* Task to complete *
Using the data that follows, return exactly the lines from the one that contains "pub async fn run(&self, addr: SocketAddr)" through the one that contains "refused the write", ends included.

* Task input *
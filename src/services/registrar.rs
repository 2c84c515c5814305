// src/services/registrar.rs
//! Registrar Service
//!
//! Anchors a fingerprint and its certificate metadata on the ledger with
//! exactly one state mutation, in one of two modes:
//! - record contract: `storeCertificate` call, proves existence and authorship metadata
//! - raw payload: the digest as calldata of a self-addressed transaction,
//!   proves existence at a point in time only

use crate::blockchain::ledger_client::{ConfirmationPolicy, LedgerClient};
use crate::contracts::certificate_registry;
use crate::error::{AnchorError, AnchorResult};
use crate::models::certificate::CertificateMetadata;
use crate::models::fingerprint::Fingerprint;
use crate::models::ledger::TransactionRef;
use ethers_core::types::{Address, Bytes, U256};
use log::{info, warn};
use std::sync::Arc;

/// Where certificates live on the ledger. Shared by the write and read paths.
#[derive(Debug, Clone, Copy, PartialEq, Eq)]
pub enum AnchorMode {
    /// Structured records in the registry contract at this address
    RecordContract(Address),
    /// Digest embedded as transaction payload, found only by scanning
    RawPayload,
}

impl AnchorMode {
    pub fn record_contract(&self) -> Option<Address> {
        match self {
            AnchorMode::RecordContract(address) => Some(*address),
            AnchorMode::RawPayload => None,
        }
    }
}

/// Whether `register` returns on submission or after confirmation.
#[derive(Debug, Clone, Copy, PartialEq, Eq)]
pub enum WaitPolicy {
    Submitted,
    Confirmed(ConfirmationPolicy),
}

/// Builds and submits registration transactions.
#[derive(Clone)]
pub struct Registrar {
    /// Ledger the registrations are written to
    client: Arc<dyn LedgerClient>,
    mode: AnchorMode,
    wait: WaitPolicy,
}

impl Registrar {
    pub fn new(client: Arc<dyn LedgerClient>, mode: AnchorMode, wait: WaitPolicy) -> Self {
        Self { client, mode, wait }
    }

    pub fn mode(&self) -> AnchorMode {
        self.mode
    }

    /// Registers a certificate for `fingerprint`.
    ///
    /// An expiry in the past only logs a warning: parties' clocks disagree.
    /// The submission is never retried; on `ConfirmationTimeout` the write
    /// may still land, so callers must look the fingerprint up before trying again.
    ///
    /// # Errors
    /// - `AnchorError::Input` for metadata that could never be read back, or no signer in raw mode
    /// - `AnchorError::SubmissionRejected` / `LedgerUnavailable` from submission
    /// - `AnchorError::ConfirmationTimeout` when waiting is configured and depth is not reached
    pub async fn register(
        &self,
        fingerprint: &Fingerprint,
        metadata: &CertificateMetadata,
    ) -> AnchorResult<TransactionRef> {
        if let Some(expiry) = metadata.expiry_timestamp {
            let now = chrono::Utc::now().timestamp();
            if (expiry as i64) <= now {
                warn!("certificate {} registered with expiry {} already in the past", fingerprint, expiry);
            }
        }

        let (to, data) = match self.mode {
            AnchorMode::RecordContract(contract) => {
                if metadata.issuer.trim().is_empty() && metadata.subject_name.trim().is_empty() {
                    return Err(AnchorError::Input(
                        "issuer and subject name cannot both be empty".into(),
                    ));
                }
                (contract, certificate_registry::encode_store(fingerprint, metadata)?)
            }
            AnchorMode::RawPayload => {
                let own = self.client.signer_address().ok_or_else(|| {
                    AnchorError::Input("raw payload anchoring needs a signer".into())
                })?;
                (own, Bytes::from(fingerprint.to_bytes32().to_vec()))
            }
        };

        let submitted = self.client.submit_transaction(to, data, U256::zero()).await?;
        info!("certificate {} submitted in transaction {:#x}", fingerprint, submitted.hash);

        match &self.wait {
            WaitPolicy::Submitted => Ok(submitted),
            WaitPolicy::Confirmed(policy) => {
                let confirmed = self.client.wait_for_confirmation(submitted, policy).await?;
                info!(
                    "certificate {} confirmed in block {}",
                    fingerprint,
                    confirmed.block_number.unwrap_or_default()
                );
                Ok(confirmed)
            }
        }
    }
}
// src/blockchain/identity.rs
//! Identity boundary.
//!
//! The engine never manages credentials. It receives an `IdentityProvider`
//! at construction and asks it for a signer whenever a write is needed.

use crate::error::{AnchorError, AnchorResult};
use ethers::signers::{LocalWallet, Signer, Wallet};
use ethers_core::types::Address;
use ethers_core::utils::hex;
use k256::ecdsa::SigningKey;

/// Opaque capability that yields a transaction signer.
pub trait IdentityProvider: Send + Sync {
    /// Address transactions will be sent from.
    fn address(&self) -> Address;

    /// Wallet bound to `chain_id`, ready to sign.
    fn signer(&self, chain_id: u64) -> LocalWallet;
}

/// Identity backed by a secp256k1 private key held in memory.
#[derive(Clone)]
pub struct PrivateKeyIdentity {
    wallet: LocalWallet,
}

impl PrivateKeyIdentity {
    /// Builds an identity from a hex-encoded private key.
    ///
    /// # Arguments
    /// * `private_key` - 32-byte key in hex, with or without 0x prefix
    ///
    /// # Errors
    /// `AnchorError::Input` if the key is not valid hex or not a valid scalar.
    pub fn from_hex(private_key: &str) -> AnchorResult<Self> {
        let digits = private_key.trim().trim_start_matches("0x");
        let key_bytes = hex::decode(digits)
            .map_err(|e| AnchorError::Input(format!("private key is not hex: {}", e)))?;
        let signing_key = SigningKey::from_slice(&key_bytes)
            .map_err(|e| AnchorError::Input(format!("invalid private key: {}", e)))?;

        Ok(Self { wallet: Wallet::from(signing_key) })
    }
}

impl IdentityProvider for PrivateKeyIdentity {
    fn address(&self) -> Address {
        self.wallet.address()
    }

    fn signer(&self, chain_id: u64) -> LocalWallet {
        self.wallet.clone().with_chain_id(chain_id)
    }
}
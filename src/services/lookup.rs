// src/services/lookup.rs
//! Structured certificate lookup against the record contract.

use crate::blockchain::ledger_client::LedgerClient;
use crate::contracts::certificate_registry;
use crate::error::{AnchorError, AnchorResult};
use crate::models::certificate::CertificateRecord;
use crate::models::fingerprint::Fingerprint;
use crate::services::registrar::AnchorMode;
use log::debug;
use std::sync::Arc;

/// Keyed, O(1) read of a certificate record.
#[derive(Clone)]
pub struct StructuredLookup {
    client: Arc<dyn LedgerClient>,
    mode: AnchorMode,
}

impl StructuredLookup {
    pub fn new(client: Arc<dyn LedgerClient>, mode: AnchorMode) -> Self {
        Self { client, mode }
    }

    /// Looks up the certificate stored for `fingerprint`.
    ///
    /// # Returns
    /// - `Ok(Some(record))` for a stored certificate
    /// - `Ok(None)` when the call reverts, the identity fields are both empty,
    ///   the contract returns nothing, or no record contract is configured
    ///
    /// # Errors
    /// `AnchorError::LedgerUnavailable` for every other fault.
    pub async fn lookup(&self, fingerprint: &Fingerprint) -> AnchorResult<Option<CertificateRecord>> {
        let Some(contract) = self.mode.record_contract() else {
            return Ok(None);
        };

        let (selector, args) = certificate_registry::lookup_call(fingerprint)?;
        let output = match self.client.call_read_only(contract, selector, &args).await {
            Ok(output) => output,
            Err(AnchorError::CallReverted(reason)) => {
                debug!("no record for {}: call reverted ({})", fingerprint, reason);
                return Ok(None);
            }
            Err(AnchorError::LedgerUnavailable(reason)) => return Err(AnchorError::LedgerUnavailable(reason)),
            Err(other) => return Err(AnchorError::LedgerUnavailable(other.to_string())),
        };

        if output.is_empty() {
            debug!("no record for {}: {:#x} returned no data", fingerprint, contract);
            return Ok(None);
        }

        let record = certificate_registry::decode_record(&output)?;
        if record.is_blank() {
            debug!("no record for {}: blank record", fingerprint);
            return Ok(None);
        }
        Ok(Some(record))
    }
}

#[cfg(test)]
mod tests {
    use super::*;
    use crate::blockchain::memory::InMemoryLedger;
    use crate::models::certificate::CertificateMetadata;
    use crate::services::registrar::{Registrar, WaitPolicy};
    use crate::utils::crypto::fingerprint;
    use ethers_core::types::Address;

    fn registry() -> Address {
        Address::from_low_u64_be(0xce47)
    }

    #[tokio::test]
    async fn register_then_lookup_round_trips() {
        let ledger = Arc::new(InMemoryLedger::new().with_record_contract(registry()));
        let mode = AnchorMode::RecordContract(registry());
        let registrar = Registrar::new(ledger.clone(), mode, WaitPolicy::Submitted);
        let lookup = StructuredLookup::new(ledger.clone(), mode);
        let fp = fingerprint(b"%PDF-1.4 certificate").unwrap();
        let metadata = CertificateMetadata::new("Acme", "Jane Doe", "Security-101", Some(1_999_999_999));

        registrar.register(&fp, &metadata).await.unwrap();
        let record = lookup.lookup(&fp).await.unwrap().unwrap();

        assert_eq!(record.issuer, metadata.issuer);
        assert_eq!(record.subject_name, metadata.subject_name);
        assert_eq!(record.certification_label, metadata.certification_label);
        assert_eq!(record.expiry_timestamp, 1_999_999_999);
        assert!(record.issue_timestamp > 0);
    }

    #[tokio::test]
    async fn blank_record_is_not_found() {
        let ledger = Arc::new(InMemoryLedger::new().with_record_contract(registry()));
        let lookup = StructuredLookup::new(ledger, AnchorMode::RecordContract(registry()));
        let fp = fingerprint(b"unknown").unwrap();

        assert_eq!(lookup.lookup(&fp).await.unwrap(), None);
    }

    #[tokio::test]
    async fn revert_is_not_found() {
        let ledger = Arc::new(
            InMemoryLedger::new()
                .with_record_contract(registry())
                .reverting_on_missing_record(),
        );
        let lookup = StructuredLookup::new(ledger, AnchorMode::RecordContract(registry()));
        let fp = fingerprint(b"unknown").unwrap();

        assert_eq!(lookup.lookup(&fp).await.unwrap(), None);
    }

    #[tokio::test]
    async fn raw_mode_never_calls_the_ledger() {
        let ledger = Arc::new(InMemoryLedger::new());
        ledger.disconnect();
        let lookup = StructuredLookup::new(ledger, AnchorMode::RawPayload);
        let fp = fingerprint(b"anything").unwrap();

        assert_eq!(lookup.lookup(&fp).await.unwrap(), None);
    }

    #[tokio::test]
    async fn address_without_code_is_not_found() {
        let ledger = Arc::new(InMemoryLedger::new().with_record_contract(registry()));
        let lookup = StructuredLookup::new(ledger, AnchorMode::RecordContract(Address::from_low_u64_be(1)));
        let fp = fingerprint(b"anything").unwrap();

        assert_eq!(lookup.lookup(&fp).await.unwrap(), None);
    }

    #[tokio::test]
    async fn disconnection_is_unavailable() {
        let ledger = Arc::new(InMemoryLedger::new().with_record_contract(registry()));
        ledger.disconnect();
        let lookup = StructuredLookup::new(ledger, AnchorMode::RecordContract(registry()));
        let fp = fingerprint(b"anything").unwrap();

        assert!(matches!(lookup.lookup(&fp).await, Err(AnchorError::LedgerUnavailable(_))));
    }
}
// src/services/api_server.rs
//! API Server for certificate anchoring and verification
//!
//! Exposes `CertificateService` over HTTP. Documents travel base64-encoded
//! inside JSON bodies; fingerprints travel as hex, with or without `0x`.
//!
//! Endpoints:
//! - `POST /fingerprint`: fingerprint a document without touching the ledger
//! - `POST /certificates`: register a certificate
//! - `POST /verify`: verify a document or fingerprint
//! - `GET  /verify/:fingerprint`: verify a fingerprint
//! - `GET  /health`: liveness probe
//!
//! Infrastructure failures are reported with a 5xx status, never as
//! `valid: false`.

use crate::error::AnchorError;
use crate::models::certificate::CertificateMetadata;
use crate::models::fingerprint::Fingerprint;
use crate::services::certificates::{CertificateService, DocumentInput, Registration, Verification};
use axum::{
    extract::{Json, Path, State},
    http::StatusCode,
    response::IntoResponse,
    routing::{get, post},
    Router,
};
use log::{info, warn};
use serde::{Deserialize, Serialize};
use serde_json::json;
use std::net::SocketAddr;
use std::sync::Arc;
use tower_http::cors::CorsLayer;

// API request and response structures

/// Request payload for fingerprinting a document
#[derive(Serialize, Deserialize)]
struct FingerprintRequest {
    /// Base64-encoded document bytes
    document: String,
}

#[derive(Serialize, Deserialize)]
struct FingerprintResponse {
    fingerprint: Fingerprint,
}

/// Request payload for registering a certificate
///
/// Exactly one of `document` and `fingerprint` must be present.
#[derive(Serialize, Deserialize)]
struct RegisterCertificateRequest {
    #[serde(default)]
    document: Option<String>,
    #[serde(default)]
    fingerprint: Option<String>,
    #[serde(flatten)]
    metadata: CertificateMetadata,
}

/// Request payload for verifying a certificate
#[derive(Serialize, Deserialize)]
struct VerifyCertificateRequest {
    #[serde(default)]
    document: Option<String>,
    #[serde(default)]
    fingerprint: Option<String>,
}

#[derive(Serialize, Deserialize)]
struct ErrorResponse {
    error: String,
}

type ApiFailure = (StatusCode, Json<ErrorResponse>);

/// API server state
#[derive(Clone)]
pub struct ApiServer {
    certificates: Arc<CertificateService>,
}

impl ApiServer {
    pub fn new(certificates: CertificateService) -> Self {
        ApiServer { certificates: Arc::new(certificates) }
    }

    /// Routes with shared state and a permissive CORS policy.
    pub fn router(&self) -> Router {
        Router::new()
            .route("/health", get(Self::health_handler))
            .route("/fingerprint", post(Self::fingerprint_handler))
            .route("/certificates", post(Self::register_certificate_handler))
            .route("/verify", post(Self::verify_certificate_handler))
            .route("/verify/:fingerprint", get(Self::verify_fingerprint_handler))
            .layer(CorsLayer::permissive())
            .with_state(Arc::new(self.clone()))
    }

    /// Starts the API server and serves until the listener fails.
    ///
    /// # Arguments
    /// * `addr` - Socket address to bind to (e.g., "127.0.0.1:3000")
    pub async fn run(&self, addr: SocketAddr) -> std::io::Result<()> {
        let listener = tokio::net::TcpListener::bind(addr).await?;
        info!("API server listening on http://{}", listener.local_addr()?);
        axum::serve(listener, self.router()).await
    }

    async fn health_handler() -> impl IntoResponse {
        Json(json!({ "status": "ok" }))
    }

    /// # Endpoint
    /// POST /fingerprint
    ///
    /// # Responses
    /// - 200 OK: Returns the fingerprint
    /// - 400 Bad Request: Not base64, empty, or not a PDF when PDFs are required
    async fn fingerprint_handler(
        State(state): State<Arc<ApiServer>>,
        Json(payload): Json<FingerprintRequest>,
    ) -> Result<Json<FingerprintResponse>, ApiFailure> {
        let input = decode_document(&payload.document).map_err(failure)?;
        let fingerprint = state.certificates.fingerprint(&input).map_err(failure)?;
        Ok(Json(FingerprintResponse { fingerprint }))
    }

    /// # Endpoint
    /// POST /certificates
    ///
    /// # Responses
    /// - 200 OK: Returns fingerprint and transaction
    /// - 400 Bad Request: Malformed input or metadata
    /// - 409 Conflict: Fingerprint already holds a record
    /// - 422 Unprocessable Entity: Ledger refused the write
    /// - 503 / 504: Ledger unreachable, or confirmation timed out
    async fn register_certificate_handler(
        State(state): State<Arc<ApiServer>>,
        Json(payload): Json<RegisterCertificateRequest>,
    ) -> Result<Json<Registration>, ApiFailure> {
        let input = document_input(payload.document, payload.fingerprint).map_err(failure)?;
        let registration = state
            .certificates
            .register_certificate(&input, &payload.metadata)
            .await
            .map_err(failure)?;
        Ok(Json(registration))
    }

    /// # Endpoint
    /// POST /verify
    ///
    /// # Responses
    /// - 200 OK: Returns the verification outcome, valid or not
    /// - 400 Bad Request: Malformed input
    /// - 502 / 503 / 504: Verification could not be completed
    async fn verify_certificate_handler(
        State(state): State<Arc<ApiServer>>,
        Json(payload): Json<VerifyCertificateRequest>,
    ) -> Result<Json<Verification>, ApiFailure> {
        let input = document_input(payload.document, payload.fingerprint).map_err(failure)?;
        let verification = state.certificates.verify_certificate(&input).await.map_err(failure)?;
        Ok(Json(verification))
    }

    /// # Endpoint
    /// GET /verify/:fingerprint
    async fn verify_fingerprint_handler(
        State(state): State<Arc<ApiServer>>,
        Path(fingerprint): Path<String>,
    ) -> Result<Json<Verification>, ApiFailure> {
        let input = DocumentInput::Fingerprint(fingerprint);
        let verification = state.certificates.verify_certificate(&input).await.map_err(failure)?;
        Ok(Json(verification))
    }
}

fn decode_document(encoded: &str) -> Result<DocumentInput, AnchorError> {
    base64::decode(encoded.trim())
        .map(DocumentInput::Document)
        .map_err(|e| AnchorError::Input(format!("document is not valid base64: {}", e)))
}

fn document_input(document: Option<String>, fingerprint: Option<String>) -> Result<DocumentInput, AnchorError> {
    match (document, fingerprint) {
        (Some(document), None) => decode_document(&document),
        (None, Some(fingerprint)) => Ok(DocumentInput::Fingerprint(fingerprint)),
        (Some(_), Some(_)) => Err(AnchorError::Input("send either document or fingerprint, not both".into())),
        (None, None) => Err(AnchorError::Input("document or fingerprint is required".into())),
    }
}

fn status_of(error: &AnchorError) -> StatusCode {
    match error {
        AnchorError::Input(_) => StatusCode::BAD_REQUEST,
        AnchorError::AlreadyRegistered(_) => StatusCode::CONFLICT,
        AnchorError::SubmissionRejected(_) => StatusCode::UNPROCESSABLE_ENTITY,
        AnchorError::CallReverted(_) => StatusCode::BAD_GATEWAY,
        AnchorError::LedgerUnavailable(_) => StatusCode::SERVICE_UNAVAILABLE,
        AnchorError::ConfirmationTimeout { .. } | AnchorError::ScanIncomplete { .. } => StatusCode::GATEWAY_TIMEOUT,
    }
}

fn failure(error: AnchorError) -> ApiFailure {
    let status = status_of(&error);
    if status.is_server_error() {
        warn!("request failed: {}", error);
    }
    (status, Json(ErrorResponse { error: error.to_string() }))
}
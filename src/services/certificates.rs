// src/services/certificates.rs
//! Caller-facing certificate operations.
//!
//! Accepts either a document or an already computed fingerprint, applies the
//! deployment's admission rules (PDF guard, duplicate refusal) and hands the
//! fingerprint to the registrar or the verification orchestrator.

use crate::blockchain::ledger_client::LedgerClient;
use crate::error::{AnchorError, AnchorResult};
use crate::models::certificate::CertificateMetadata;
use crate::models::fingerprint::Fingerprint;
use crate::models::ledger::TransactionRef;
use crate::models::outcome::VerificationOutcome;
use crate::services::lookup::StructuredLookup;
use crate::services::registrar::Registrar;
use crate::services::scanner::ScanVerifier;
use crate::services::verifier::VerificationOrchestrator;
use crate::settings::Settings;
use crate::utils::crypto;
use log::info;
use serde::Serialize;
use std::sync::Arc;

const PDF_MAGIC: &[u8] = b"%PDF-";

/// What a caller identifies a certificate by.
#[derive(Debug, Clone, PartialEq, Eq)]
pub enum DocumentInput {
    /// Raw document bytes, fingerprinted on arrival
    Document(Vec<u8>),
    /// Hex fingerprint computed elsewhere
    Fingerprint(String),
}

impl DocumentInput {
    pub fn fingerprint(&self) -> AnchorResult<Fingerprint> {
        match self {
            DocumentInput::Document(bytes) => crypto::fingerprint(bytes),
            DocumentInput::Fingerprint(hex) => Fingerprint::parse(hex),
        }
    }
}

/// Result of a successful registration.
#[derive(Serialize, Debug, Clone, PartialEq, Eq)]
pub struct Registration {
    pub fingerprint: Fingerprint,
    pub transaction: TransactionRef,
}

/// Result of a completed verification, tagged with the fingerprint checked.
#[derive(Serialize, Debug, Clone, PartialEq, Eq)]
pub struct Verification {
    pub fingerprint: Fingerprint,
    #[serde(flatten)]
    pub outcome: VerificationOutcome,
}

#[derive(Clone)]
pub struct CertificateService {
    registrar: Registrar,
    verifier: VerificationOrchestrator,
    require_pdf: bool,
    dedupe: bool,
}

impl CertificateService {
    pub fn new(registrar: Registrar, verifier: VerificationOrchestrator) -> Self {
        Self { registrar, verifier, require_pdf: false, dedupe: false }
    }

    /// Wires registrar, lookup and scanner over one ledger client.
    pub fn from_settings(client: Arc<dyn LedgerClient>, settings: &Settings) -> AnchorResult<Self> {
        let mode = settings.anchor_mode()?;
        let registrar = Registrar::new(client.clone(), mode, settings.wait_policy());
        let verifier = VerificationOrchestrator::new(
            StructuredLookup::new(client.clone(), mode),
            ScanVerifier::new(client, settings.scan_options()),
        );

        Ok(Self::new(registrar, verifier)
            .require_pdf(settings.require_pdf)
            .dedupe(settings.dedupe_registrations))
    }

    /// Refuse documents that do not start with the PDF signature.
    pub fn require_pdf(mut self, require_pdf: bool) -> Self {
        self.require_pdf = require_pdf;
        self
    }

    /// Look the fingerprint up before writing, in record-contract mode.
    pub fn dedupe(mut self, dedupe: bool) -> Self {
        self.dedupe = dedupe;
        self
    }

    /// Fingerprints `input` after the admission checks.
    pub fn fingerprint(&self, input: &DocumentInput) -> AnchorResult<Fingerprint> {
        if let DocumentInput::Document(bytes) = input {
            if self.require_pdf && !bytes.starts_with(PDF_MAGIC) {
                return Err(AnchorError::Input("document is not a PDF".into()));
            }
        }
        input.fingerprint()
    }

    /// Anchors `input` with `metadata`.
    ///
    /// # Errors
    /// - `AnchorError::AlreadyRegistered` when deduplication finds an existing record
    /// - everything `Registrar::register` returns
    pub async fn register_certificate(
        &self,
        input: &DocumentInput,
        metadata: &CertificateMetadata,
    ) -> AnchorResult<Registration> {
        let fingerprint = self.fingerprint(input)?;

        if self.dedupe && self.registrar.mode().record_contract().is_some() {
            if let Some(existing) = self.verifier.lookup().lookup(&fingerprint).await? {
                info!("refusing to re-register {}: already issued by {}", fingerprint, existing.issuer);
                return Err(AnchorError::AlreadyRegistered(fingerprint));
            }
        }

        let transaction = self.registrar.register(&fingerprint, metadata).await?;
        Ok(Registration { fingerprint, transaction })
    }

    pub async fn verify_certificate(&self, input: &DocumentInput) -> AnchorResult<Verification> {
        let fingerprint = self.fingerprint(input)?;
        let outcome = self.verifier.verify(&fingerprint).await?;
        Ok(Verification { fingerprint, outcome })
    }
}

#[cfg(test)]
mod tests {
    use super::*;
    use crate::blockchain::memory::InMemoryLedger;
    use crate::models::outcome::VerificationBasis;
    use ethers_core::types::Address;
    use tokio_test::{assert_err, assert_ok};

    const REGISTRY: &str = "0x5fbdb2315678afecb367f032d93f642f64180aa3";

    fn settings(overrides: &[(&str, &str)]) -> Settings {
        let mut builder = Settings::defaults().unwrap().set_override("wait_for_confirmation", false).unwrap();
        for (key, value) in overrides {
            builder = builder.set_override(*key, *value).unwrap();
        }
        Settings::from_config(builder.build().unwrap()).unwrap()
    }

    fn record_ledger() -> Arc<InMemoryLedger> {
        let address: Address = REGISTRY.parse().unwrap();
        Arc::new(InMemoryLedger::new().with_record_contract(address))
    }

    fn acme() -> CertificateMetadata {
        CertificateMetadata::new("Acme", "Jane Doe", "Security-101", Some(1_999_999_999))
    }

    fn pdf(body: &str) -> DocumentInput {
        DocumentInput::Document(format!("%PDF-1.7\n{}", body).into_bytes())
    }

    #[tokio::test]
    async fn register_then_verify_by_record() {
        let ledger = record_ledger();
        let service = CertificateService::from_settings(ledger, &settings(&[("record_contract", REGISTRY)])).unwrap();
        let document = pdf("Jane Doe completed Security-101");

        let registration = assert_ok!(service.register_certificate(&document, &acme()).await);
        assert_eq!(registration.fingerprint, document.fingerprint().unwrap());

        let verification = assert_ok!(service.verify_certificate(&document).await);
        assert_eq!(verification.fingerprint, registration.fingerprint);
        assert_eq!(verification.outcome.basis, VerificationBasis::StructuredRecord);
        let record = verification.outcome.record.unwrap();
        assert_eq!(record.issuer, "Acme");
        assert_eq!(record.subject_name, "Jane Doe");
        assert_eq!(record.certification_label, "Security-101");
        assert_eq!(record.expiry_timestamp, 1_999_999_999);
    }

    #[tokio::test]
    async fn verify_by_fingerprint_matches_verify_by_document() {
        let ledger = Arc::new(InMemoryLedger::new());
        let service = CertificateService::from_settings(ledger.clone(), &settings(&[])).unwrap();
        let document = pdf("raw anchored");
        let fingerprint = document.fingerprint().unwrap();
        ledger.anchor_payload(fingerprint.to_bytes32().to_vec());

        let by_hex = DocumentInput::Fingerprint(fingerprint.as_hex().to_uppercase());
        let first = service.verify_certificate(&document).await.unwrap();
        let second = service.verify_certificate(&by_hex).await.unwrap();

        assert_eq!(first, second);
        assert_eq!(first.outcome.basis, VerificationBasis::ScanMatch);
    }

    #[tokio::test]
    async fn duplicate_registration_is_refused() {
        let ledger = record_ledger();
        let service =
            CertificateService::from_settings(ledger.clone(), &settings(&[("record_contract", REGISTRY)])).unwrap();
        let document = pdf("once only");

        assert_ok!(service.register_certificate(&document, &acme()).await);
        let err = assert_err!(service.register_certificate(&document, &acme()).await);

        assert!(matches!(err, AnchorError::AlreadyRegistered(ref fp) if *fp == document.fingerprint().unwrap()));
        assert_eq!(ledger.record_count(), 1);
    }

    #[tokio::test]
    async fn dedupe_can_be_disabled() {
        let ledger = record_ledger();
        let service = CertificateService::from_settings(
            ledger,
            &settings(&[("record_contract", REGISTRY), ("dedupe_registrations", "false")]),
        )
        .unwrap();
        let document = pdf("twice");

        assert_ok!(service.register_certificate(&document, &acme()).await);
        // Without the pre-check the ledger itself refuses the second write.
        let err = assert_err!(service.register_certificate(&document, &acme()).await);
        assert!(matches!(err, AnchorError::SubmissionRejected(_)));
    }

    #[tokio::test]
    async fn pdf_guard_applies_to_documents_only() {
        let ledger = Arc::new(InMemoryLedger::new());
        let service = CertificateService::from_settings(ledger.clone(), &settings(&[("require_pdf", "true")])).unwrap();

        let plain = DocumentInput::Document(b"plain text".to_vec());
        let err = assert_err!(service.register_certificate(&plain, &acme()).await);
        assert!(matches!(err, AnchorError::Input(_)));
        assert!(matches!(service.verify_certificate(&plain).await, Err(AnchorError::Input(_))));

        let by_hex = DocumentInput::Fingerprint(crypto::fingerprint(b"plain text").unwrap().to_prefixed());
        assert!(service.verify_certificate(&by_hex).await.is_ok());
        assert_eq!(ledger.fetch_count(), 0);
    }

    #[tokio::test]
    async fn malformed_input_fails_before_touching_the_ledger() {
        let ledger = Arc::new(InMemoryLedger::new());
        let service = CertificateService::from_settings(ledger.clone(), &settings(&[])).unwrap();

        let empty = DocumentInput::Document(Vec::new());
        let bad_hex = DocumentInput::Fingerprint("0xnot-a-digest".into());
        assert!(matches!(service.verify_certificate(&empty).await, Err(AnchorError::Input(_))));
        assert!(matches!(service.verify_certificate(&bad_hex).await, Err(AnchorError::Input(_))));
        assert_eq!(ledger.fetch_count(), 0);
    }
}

* Task response *
    pub async fn run(&self, addr: SocketAddr) -> std::io::Result<()> {
        let listener = tokio::net::TcpListener::bind(addr).await?;
        info!("API server listening on http://{}", listener.local_addr()?);
        axum::serve(listener, self.router()).await
    }

    async fn health_handler() -> impl IntoResponse {
        Json(json!({ "status": "ok" }))
    }

    /// # Endpoint
    /// POST /fingerprint
    ///
    /// # Responses
    /// - 200 OK: Returns the fingerprint
    /// - 400 Bad Request: Not base64, empty, or not a PDF when PDFs are required
    async fn fingerprint_handler(
        State(state): State<Arc<ApiServer>>,
        Json(payload): Json<FingerprintRequest>,
    ) -> Result<Json<FingerprintResponse>, ApiFailure> {
        let input = decode_document(&payload.document).map_err(failure)?;
        let fingerprint = state.certificates.fingerprint(&input).map_err(failure)?;
        Ok(Json(FingerprintResponse { fingerprint }))
    }

    /// # Endpoint
    /// POST /certificates
    ///
    /// # Responses
    /// - 200 OK: Returns fingerprint and transaction
    /// - 400 Bad Request: Malformed input or metadata
    /// - 409 Conflict: Fingerprint already holds a record
    /// - 422 Unprocessable Entity: Ledger refused the write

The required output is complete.